There are no values to adjust in init.nile.rc.

  GNU nano 2.8.5                                           Datei: init.nile.rc                                                       

# Copyright 2014 The Android Open Source Project
#
# Licensed under the Apache License, Version 2.0 (the "License");
# you may not use this file except in compliance with the License.
# You may obtain a copy of the License at
#
#      http://www.apache.org/licenses/LICENSE-2.0
#
# Unless required by applicable law or agreed to in writing, software
# distributed under the License is distributed on an "AS IS" BASIS,
# WITHOUT WARRANTIES OR CONDITIONS OF ANY KIND, either express or implied.
# See the License for the specific language governing permissions and
# limitations under the License.

on post-fs
    rm /persist/bluetooth/.bt_nv.bin
    rmdir /persist/bluetooth

on boot
    # WLAN MAC
    chown wifi wifi /sys/module/wlan/parameters/fwpath
    chown wifi wifi /sys/kernel/boot_wlan/boot_wlan

    # update foreground cpuset now that processors are up
    write /dev/cpuset/foreground/cpus 0-7
    write /dev/cpuset/foreground/boost/cpus 0-7
    write /dev/cpuset/background/cpus 0
    write /dev/cpuset/system-background/cpus 0-1

    # Set the default IRQ affinity to the primary cluster.

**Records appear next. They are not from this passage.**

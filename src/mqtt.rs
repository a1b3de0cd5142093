//! # MQTT client
//!
//! Uses the MQTT client of the module firmware over plain TCP. Only a single link (ID 0) is used.
//! Messages of subscribed topics arrive as `+MQTTSUBRECV` lines and may be captured with
//! [Adapter::wait_for_token].
use crate::commands::{MqttConnectCommand, MqttPublishCommand, MqttSubscribeCommand, MqttUserConfigCommand};
use crate::engine::TransactionError;
use crate::wifi::Adapter;
use embedded_io::Write;
use fugit_timer::Timer;
use log::info;

/// Delivery guarantee
#[derive(Copy, Clone, Debug, PartialEq, Eq)]
pub enum QoS {
    AtMostOnce = 0,
    AtLeastOnce = 1,
    ExactlyOnce = 2,
}

/// Errors of the MQTT client commands
#[derive(Clone, Debug, PartialEq)]
pub enum MqttError {
    /// Setting client ID and credentials failed
    UserConfigError(TransactionError),

    /// Broker connection failed
    ConnectError(TransactionError),

    /// Subscribing to the topic failed
    SubscribeError(TransactionError),

    /// Publishing the message failed
    PublishError(TransactionError),
}

impl<W: Write, T: Timer<TIMER_HZ>, const TIMER_HZ: u32, const RX_SIZE: usize> Adapter<'_, W, T, TIMER_HZ, RX_SIZE> {
    /// Sets client ID and credentials. Needs to be called before [Adapter::mqtt_connect].
    pub fn mqtt_user_config(&mut self, client_id: &str, username: &str, password: &str) -> Result<(), MqttError> {
        self.send_command(MqttUserConfigCommand::new(client_id, username, password))?;
        Ok(())
    }

    /// Connects to the broker
    pub fn mqtt_connect(&mut self, host: &str, port: u16, reconnect: bool) -> Result<(), MqttError> {
        self.send_command(MqttConnectCommand::new(host, port, reconnect))?;
        info!("Connected to MQTT broker {}:{}", host, port);
        Ok(())
    }

    pub fn mqtt_subscribe(&mut self, topic: &str, qos: QoS) -> Result<(), MqttError> {
        self.send_command(MqttSubscribeCommand::new(topic, qos))?;
        Ok(())
    }

    /// Publishes a string message
    pub fn mqtt_publish(&mut self, topic: &str, message: &str, qos: QoS, retain: bool) -> Result<(), MqttError> {
        self.send_command(MqttPublishCommand::new(topic, message, qos, retain))?;
        Ok(())
    }
}
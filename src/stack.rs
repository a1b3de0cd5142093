//! # Connection handling
//!
//! A single TCP connection or UDP transmission is supported. Besides the explicit
//! [Adapter::establish_connection] API, [TcpClientStack] of [embedded_nal] is implemented on top
//! of it, limited to one socket and IPv4.
//!
//! ## Example
//!
//! ````
//! # use core::str::FromStr;
//! # use core::net::SocketAddr;
//! # use embedded_nal::TcpClientStack;
//! # use esp_at_serial::example::{ExampleTimer, ExampleTransport};
//! # use esp_at_serial::ring::RingBuffer;
//! # use esp_at_serial::wifi::Adapter;
//! #
//! let mut ring: RingBuffer<1024> = RingBuffer::new();
//! let (producer, consumer) = ring.split();
//! let mut adapter: Adapter<_, _, 1_000_000, 1024> =
//!     Adapter::new(ExampleTransport::new(producer), consumer, ExampleTimer::default());
//!
//! // Creating a TCP connection
//! let mut socket = adapter.socket().unwrap();
//! adapter.connect(&mut socket, SocketAddr::from_str("10.0.0.1:21").unwrap()).unwrap();
//!
//! // Sending some data
//! adapter.send(&mut socket, b"hallo!").unwrap();
//!
//! // Receiving some data
//! let mut rx_buffer = [0x0; 64];
//! let length = adapter.receive(&mut socket, &mut rx_buffer).unwrap();
//! assert_eq!(16, length);
//! assert_eq!(b"nice to see you!", &rx_buffer[..16]);
//!
//! // Closing socket
//! adapter.close(socket).unwrap();
//! ````
use crate::commands::{AtCommand, CloseSocketCommand, ConnectCommand, TransmissionPrepareCommand};
use crate::engine::{ProtocolError, TransactionError, OK_TOKEN, SEND_OK_TOKEN};
use crate::responses::contains;
use crate::wifi::Adapter;
use core::fmt::Write as _;
use core::net::SocketAddr;
use embedded_io::Write;
use embedded_nal::{TcpClientStack, TcpError, TcpErrorKind};
use fugit_timer::Timer;
use heapless::String;
use log::{debug, info, warn};

/// Max. payload length of a single CIPSEND command
pub const MAX_SEND_CHUNK: usize = 2048;

/// Max. length of the remote host
pub const MAX_HOST_LENGTH: usize = 64;

/// Transport protocol of a connection
#[derive(Copy, Clone, Debug, PartialEq, Eq)]
pub enum Protocol {
    Tcp,
    Udp,
}

/// Handling of the remote peer of UDP transmissions
#[derive(Copy, Clone, Debug, PartialEq, Eq)]
pub enum PeerPolicy {
    /// Remote peer is fixed
    NoChange = 0,

    /// Remote peer changes once to the sender of the first received datagram
    ChangeOnce = 1,

    /// Remote peer changes to the sender of every received datagram
    ChangeAllowed = 2,
}

/// Parameters of a connection to establish
#[derive(Copy, Clone, Debug)]
pub struct ConnectionInfo<'a> {
    pub protocol: Protocol,

    /// IP address or domain name
    pub remote_host: &'a str,

    pub remote_port: u16,

    /// Local port, UDP only
    pub local_port: Option<u16>,

    /// Peer policy, UDP only. Just applied if a local port is set.
    pub peer_policy: PeerPolicy,

    /// Listen instead of connect. Currently not supported.
    pub server: bool,
}

impl<'a> ConnectionInfo<'a> {
    /// TCP client connection
    pub fn tcp(remote_host: &'a str, remote_port: u16) -> Self {
        Self {
            protocol: Protocol::Tcp,
            remote_host,
            remote_port,
            local_port: None,
            peer_policy: PeerPolicy::NoChange,
            server: false,
        }
    }

    /// UDP transmission
    pub fn udp(remote_host: &'a str, remote_port: u16, local_port: u16, peer_policy: PeerPolicy) -> Self {
        Self {
            protocol: Protocol::Udp,
            remote_host,
            remote_port,
            local_port: Some(local_port),
            peer_policy,
            server: false,
        }
    }
}

/// Established connection
#[derive(Clone, Debug, PartialEq)]
pub struct Connection {
    pub protocol: Protocol,
    pub remote_host: String<MAX_HOST_LENGTH>,
    pub remote_port: u16,
    pub local_port: Option<u16>,
}

impl Connection {
    fn new(info: &ConnectionInfo<'_>) -> Result<Self, Error> {
        let mut remote_host = String::new();
        remote_host.push_str(info.remote_host).map_err(|_| Error::InvalidRemoteHost)?;

        Ok(Self {
            protocol: info.protocol,
            remote_host,
            remote_port: info.remote_port,
            local_port: info.local_port,
        })
    }
}

/// Socket of the single connection
#[derive(Debug)]
pub struct Socket {
    _private: (),
}

/// Network related errors
#[derive(Clone, Debug, PartialEq)]
pub enum Error {
    /// Connect command failed
    ConnectError(TransactionError),

    /// Preparing the transmission failed (CIPSEND command)
    TransmissionStartFailed(TransactionError),

    /// Transmission of data failed
    SendFailed(TransactionError),

    /// Receiving data failed
    ReceiveFailed(TransactionError),

    /// Close command failed
    CloseError(TransactionError),

    /// Server mode is not supported
    ServerModeUnsupported,

    /// Remote host is empty or longer then 64 chars
    InvalidRemoteHost,

    /// Only IPv4 remote addresses are supported
    UnsupportedAddress,

    /// No socket available, since the single socket is in use
    NoSocketAvailable,

    /// A connection is already established. Needs to be closed first.
    AlreadyConnected,

    /// Unable to send data if not connected
    SocketUnconnected,
}

impl TcpError for Error {
    fn kind(&self) -> TcpErrorKind {
        match self {
            Error::SocketUnconnected => TcpErrorKind::PipeClosed,
            _ => TcpErrorKind::Other,
        }
    }
}

impl<W: Write, T: Timer<TIMER_HZ>, const TIMER_HZ: u32, const RX_SIZE: usize> Adapter<'_, W, T, TIMER_HZ, RX_SIZE> {
    /// Establishes a TCP connection or UDP transmission
    ///
    /// An `ALREADY CONNECTED` response is accepted, as the module state is leading.
    pub fn establish_connection(&mut self, info: &ConnectionInfo<'_>) -> Result<(), Error> {
        if info.server {
            return Err(Error::ServerModeUnsupported);
        }

        self.update_connection_state();
        if self.session.connection.is_some() {
            return Err(Error::AlreadyConnected);
        }

        if info.remote_host.is_empty() {
            return Err(Error::InvalidRemoteHost);
        }
        let connection = Connection::new(info)?;

        let result = self.send_command(ConnectCommand::new(info)).map(|_| ());
        let connected = match result {
            Ok(()) => true,
            Err(Error::ConnectError(TransactionError::Protocol(ProtocolError::ErrorResponse)))
                if contains(self.engine.response(), b"ALREADY CONNECTED") =>
            {
                debug!("Module reported connection as already established");
                false
            }
            Err(error) => return Err(error),
        };

        // Messages of a previous connection
        self.engine.take_peer_closed();

        info!("Connected to {}:{}", info.remote_host, info.remote_port);
        self.session.connection = Some(connection);

        // Trailing OK of the CONNECT reply, would terminate the next command early otherwise
        if connected {
            if let Err(error) = self.engine.await_token(OK_TOKEN, ConnectCommand::TIMEOUT_MS) {
                warn!("Missing OK after CONNECT: {:?}", error);
            }
        }

        Ok(())
    }

    /// Closes the connection
    ///
    /// If the connection is not established or was closed by the remote side, no command is sent.
    /// In case of an error the connection is considered as closed anyway.
    pub fn close_connection(&mut self) -> Result<(), Error> {
        self.update_connection_state();
        if self.session.connection.is_none() {
            return Ok(());
        }

        let result = self.send_command(CloseSocketCommand).map(|_| ());
        let result = match result {
            Ok(()) => Ok(()),
            Err(Error::CloseError(TransactionError::Protocol(ProtocolError::ErrorResponse)))
                if contains(self.engine.response(), b"UNLINK") =>
            {
                Ok(())
            }
            Err(error) => Err(error),
        };

        self.session.connection = None;
        self.engine.take_peer_closed();
        debug!("Connection closed");
        result
    }

    /// Sends the given data. The data is split in chunks of max. [MAX_SEND_CHUNK] bytes.
    pub fn send_data(&mut self, data: &[u8]) -> Result<usize, Error> {
        self.update_connection_state();
        if self.session.connection.is_none() {
            return Err(Error::SocketUnconnected);
        }

        for chunk in data.chunks(MAX_SEND_CHUNK) {
            let result = self.send_chunk(chunk);
            self.update_connection_state();
            result?;
        }

        Ok(data.len())
    }

    /// Receives available socket data and returns the length written to the buffer.
    ///
    /// Returns zero if no data is available.
    pub fn recv_data(&mut self, buffer: &mut [u8]) -> Result<usize, Error> {
        let result = self.engine.receive(buffer).map_err(Error::ReceiveFailed);
        self.update_connection_state();
        result
    }

    /// Returns the currently established connection
    pub fn connection(&self) -> Option<&Connection> {
        self.session.connection.as_ref()
    }

    /// Returns true if a connection is established. Remote closes are taken into account once observed.
    pub fn is_connected(&mut self) -> bool {
        self.update_connection_state();
        self.session.connection.is_some()
    }

    fn send_chunk(&mut self, chunk: &[u8]) -> Result<(), Error> {
        self.send_command(TransmissionPrepareCommand::new(chunk.len()))?;

        let timeout = self.session.send_timeout_ms;
        self.engine
            .execute(chunk, SEND_OK_TOKEN, timeout)
            .map_err(Error::SendFailed)?;
        Ok(())
    }

    /// Drops the connection if the module reported a remote close
    fn update_connection_state(&mut self) {
        if self.engine.take_peer_closed() && self.session.connection.take().is_some() {
            info!("Connection closed by remote");
        }
    }
}

impl<W: Write, T: Timer<TIMER_HZ>, const TIMER_HZ: u32, const RX_SIZE: usize> TcpClientStack
    for Adapter<'_, W, T, TIMER_HZ, RX_SIZE>
{
    type TcpSocket = Socket;
    type Error = Error;

    /// Returns the single socket. [Error::NoSocketAvailable] is returned if it is in use.
    fn socket(&mut self) -> Result<Self::TcpSocket, Self::Error> {
        if self.session.socket_in_use {
            return Err(Error::NoSocketAvailable);
        }

        self.session.socket_in_use = true;
        Ok(Socket { _private: () })
    }

    /// Opens a new TCP connection. Only IPv4 is supported.
    fn connect(&mut self, _socket: &mut Socket, remote: SocketAddr) -> nb::Result<(), Self::Error> {
        let address = match remote {
            SocketAddr::V4(address) => address,
            SocketAddr::V6(_) => return nb::Result::Err(nb::Error::Other(Error::UnsupportedAddress)),
        };

        let mut host: String<15> = String::new();
        write!(host, "{}", address.ip()).map_err(|_| Error::InvalidRemoteHost)?;

        self.establish_connection(&ConnectionInfo::tcp(&host, address.port()))?;
        nb::Result::Ok(())
    }

    /// Sends the given buffer and returns the length (in bytes) sent.
    fn send(&mut self, _socket: &mut Socket, buffer: &[u8]) -> nb::Result<usize, Self::Error> {
        nb::Result::Ok(self.send_data(buffer)?)
    }

    /// Receives available data. Returns WouldBlock if no data is available on an established connection.
    fn receive(&mut self, _socket: &mut Socket, buffer: &mut [u8]) -> nb::Result<usize, Self::Error> {
        let length = self.recv_data(buffer)?;
        if length > 0 {
            return nb::Result::Ok(length);
        }

        if self.session.connection.is_none() {
            return nb::Result::Err(nb::Error::Other(Error::SocketUnconnected));
        }

        nb::Result::Err(nb::Error::WouldBlock)
    }

    /// Closes the connection and releases the socket
    fn close(&mut self, _socket: Socket) -> Result<(), Self::Error> {
        self.session.socket_in_use = false;
        self.close_connection()
    }
}
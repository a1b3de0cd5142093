use crate::ring::{RingBuffer, RingError};
use proptest::prelude::*;

#[test]
fn test_pop_empty() {
    let mut ring: RingBuffer<8> = RingBuffer::new();
    let (_producer, mut consumer) = ring.split();

    assert_eq!(Ok(None), consumer.pop());
    assert!(consumer.is_empty());
}

#[test]
fn test_capacity_one_below_size() {
    let mut ring: RingBuffer<16> = RingBuffer::new();
    assert_eq!(15, ring.capacity());

    let (producer, _consumer) = ring.split();
    assert_eq!(15, producer.free());
}

#[test]
fn test_fifo_order_across_wraparound() {
    let mut ring: RingBuffer<4> = RingBuffer::new();
    let (mut producer, mut consumer) = ring.split();

    for round in 0..10_u8 {
        producer.push_slice(&[round, round + 1, round + 2]).unwrap();
        assert_eq!(3, consumer.len());

        assert_eq!(Ok(Some(round)), consumer.pop());
        assert_eq!(Ok(Some(round + 1)), consumer.pop());
        assert_eq!(Ok(Some(round + 2)), consumer.pop());
        assert_eq!(Ok(None), consumer.pop());
    }
}

#[test]
fn test_full_buffer_latches_overrun() {
    let mut ring: RingBuffer<4> = RingBuffer::new();
    let (mut producer, mut consumer) = ring.split();

    producer.push_slice(b"123").unwrap();
    assert_eq!(0, producer.free());
    assert_eq!(Err(RingError::Overrun), producer.push(b'4'));

    // Stored bytes are not trustworthy anymore, as one got lost
    assert_eq!(Err(RingError::Overrun), consumer.pop());
    assert_eq!(Err(RingError::Overrun), consumer.pop());

    consumer.clear();
    assert_eq!(Ok(None), consumer.pop());
    assert_eq!(3, producer.free());

    producer.push(b'5').unwrap();
    assert_eq!(Ok(Some(b'5')), consumer.pop());
}

#[test]
fn test_fault_reported_before_data() {
    let mut ring: RingBuffer<8> = RingBuffer::new();
    let (mut producer, mut consumer) = ring.split();

    producer.push_slice(b"OK").unwrap();
    producer.report_fault();

    assert_eq!(Err(RingError::Fault), consumer.pop());
    assert_eq!(Err(RingError::Fault), consumer.pop());

    consumer.clear();
    assert_eq!(Ok(None), consumer.pop());
}

#[test]
fn test_split_discards_previous_state() {
    let mut ring: RingBuffer<4> = RingBuffer::new();

    {
        let (mut producer, _consumer) = ring.split();
        producer.push_slice(b"123").unwrap();
        let _ = producer.push(b'4');
    }

    let (_producer, mut consumer) = ring.split();
    assert_eq!(Ok(None), consumer.pop());
}

#[test]
fn test_producer_on_other_thread() {
    let mut ring: RingBuffer<64> = RingBuffer::new();
    let (mut producer, mut consumer) = ring.split();

    std::thread::scope(|scope| {
        scope.spawn(move || {
            for _ in 0..4 {
                for byte in 0..=255_u8 {
                    while producer.free() == 0 {
                        std::thread::yield_now();
                    }

                    producer.push(byte).unwrap();
                }
            }
        });

        let mut count = 0_usize;
        while count < 4 * 256 {
            if let Some(byte) = consumer.pop().unwrap() {
                assert_eq!((count % 256) as u8, byte);
                count += 1;
            }
        }
    });
}

proptest! {
    #[test]
    fn test_bytes_popped_in_push_order(data in proptest::collection::vec(any::<u8>(), 0..64), split in 0_usize..64) {
        let mut ring: RingBuffer<64> = RingBuffer::new();
        let (mut producer, mut consumer) = ring.split();
        let split = split.min(data.len());
        let mut popped = vec![];

        producer.push_slice(&data[..split]).unwrap();
        while let Some(byte) = consumer.pop().unwrap() {
            popped.push(byte);
        }

        producer.push_slice(&data[split..]).unwrap();
        while let Some(byte) = consumer.pop().unwrap() {
            popped.push(byte);
        }

        prop_assert_eq!(data, popped);
    }

    #[test]
    fn test_overrun_iff_capacity_exceeded(length in 0_usize..40) {
        let mut ring: RingBuffer<32> = RingBuffer::new();
        let (mut producer, _consumer) = ring.split();

        let result = producer.push_slice(&vec![0xAA; length]);
        if length > 31 {
            prop_assert_eq!(Err(RingError::Overrun), result);
        } else {
            prop_assert_eq!(Ok(length), result);
        }
    }
}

When a
    # CPU is isolated/hotplugged, the IRQ affinity is adjusted
    # to one of the CPU from the default IRQ affinity mask.
    write /proc/irq/default_smp_affinity f

Original values are:

[root@XperiaXA2 init]# cat /sys/module/lowmemorykiller/parameters/minfree
1536,2048,4096,16384

Can you also do a PR for the XA2?

The values in the XA2 series phones are already minimal, there’s no benefit taking them any lower than that.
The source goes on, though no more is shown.